The court said the sentences were lower than those that would be handed down to adult offenders in line with Article 18 of the Criminal Code, which states that “punishment may be reduced” for offenders aged 14 to 18.
Under Article 271 of the Criminal Code, “a person who takes the life of another shall be sentenced to death or life imprisonment or imprisonment for not less than 10 years.”
Photo: Chen Wei-tzu, Taipei Times
The defendants had already demonstrated remorse for their “mistake” and “inappropriate words and actions,” but “still need time to study and adjust,” the court said.
The ruling can be appealed.
On Dec. 25 last year during a noon break at an unnamed New Taipei City junior high school, the female student reportedly had an argument with a ninth-grader identified by his surname Yang (楊).
She later returned with another male student who stabbed Yang in the neck and chest several times with a switchblade after the female student allegedly urged him to “kill” Yang during an ensuing fight.
Yang was taken to Far Eastern Memorial Hospital in New Taipei City’s Banciao District (板橋) where he died the following evening.
After an initial investigation, prosecutors on May 9 charged the juveniles on suspicion of homicide, and they were detained and held incommunicado.

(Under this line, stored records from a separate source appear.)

use crate::core::loader::parse_layout;
use crate::core::search::search;
use crate::core::{ConfigProvider, GridLayout, InputSource, Pipeline, ReachResult};
use crate::domain::options::OutputFormat;
use crate::utils::error::Result;

pub struct GridPipeline<I: InputSource, C: ConfigProvider> {
    pub(crate) input: I,
    pub(crate) config: C,
}

impl<I: InputSource, C: ConfigProvider> GridPipeline<I, C> {
    pub fn new(input: I, config: C) -> Self {
        Self { input, config }
    }
}

impl<I: InputSource, C: ConfigProvider> Pipeline for GridPipeline<I, C> {
    fn extract(&self) -> Result<GridLayout> {
        let path = self.config.input_path();
        tracing::debug!("Reading input from: {}", path.display());
        let content = self.input.read_input(path)?;

        let layout = parse_layout(&content, &self.config.loader_options())?;
        if layout.skipped > 0 {
            tracing::warn!("Skipped {} malformed lines", layout.skipped);
        }
        Ok(layout)
    }

    fn transform(&self, layout: &GridLayout) -> Result<ReachResult> {
        let (connected, stats) = search(&layout.grid, layout.source);
        tracing::debug!(
            "Search visited {} cells, found {} sinks",
            stats.visited,
            stats.sinks_found
        );
        Ok(ReachResult::from_search(layout, connected))
    }

    fn load(&self, result: &ReachResult) -> Result<String> {
        render(result, self.config.output_format())
    }
}

pub fn render(result: &ReachResult, format: OutputFormat) -> Result<String> {
    match format {
        OutputFormat::Text => Ok(result.labels()),
        OutputFormat::Json => Ok(serde_json::to_string(result)?),
    }
}
use crate::domain::model::{CellKind, Coord, Grid};
use std::collections::{BTreeSet, HashSet, VecDeque};

#[derive(Debug, Clone, Copy, Default, PartialEq, Eq)]
pub struct SearchStats {
    /// Cells dequeued, the source included.
    pub visited: usize,
    pub sinks_found: usize,
}

/// Breadth-first walk from `source` over 4-connected grid cells.
///
/// The source is a connectivity root only: it is not a grid key and never
/// contributes a label, even if a later record reused its coordinate.
pub fn reachable_sinks(grid: &Grid, source: Coord) -> BTreeSet<char> {
    search(grid, source).0
}

pub fn search(grid: &Grid, source: Coord) -> (BTreeSet<char>, SearchStats) {
    let mut visited: HashSet<Coord> = HashSet::from([source]);
    let mut queue: VecDeque<Coord> = VecDeque::from([source]);
    let mut connected = BTreeSet::new();

    while let Some(current) = queue.pop_front() {
        for next in current.neighbors() {
            let Some(tag) = grid.tag_at(next) else {
                continue;
            };
            if !visited.insert(next) {
                continue;
            }
            queue.push_back(next);
            if let CellKind::Sink(label) = CellKind::from_tag(tag) {
                connected.insert(label);
            }
        }
    }

    let stats = SearchStats {
        visited: visited.len(),
        sinks_found: connected.len(),
    };
    (connected, stats)
}
// src/dedup.rs
//! Temporal and spatial deduplication of fix records

use crate::gps::data::FixRecord;
use std::collections::BTreeMap;

/// Apply last-write-wins on the timestamp key.
///
/// Records arriving later in the input silently overwrite earlier records
/// with the same timestamp. The survivors come back in ascending timestamp
/// order; lexicographic order on the HHMMSS.sss key is chronological
/// because the format is fixed-width.
pub fn dedup_by_timestamp(records: Vec<FixRecord>) -> Vec<FixRecord> {
    let mut seen: BTreeMap<String, FixRecord> = BTreeMap::new();
    for record in records {
        // last write wins
        seen.insert(record.timestamp.clone(), record);
    }
    seen.into_values().collect()
}

/// Remove spatially-duplicate points (jitter suppression).
///
/// The first record is always kept. Every later record is kept only if it
/// is farther than `epsilon` degrees from the previously *kept* point in
/// either latitude or longitude, so sustained jitter around one location
/// collapses to a single point. Input order is preserved.
pub fn dedup_spatial(records: Vec<FixRecord>, epsilon: f64) -> Vec<FixRecord> {
    let mut kept: Vec<FixRecord> = Vec::with_capacity(records.len());
    for record in records {
        match kept.last() {
            Some(prev)
                if (record.latitude - prev.latitude).abs() <= epsilon
                    && (record.longitude - prev.longitude).abs() <= epsilon => {}
            _ => kept.push(record),
        }
    }
    kept
}
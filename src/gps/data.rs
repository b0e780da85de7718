// src/gps/data.rs
//! GPS fix record produced by the NMEA pipeline

/// One validated, decoded GPS position.
///
/// A `FixRecord` only exists if its source sentence passed checksum
/// verification and full field extraction; it is never mutated afterwards.
#[derive(Debug, Clone, PartialEq)]
pub struct FixRecord {
    /// UTC time of day, `HHMMSS.sss`, kept verbatim from the sentence.
    /// Lexicographic order is chronological because the width is fixed,
    /// so this doubles as the temporal dedup key.
    pub timestamp: String,
    /// Decimal degrees, WGS84, +N/-S.
    pub latitude: f64,
    /// Decimal degrees, WGS84, +E/-W.
    pub longitude: f64,
    /// Speed over ground in metres per second.
    pub speed_mps: f64,
}

impl FixRecord {
    /// Format as a "lat,lon" waypoint with 6 decimal places
    pub fn waypoint(&self) -> String {
        format!("{:.6},{:.6}", self.latitude, self.longitude)
    }
}
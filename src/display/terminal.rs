// src/display/terminal.rs
//! Plain-text summary and route table output

use crate::gps::data::FixRecord;
use crate::pipeline::RouteReport;

const TABLE_RULE_WIDTH: usize = 44;

/// Print the processing summary block.
pub fn print_summary(report: &RouteReport) {
    let stats = &report.stats;
    println!("=== Processing Summary ===");
    println!("  Total lines read      : {}", stats.lines_total);
    println!("  Checksum failures     : {}", stats.checksum_mismatch);
    println!("  Not relevant (skipped): {}", stats.not_relevant);
    println!("  Parse/validation fail : {}", stats.parse_failed);
    println!("  Valid records parsed  : {}", report.records_parsed);
    println!("  After timestamp dedup : {}", report.after_temporal);
    println!("  After spatial dedup   : {}", report.route.len());
    println!();
}

/// Print the route as a fixed-width table.
pub fn print_route(route: &[FixRecord]) {
    println!("=== Route Points ===");
    println!("{:<6}{:<14}{:<14}Speed (m/s)", "#", "Latitude", "Longitude");
    println!("{}", "-".repeat(TABLE_RULE_WIDTH));

    for (i, point) in route.iter().enumerate() {
        println!(
            "{:<6}{:<14.6}{:<14.6}{:.6}",
            i + 1,
            point.latitude,
            point.longitude,
            point.speed_mps
        );
    }
}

The case was heavily covered in the news, with many shocked by the killing of a student on school premises.
The father of the male defendant spoke to reporters after the sentencing, saying that his son “should accept the punishment given to him.”
However, in a statement released by the victim’s family criticizing the “leniency” of the court’s ruling, Yang’s father vowed to appeal the decision and said that “our laws have become a protective umbrella for criminals.”
The defendants, who were in junior high at the time of the incident, as well as the school in which the incident occurred, cannot be identified by name in the media due to child protection laws.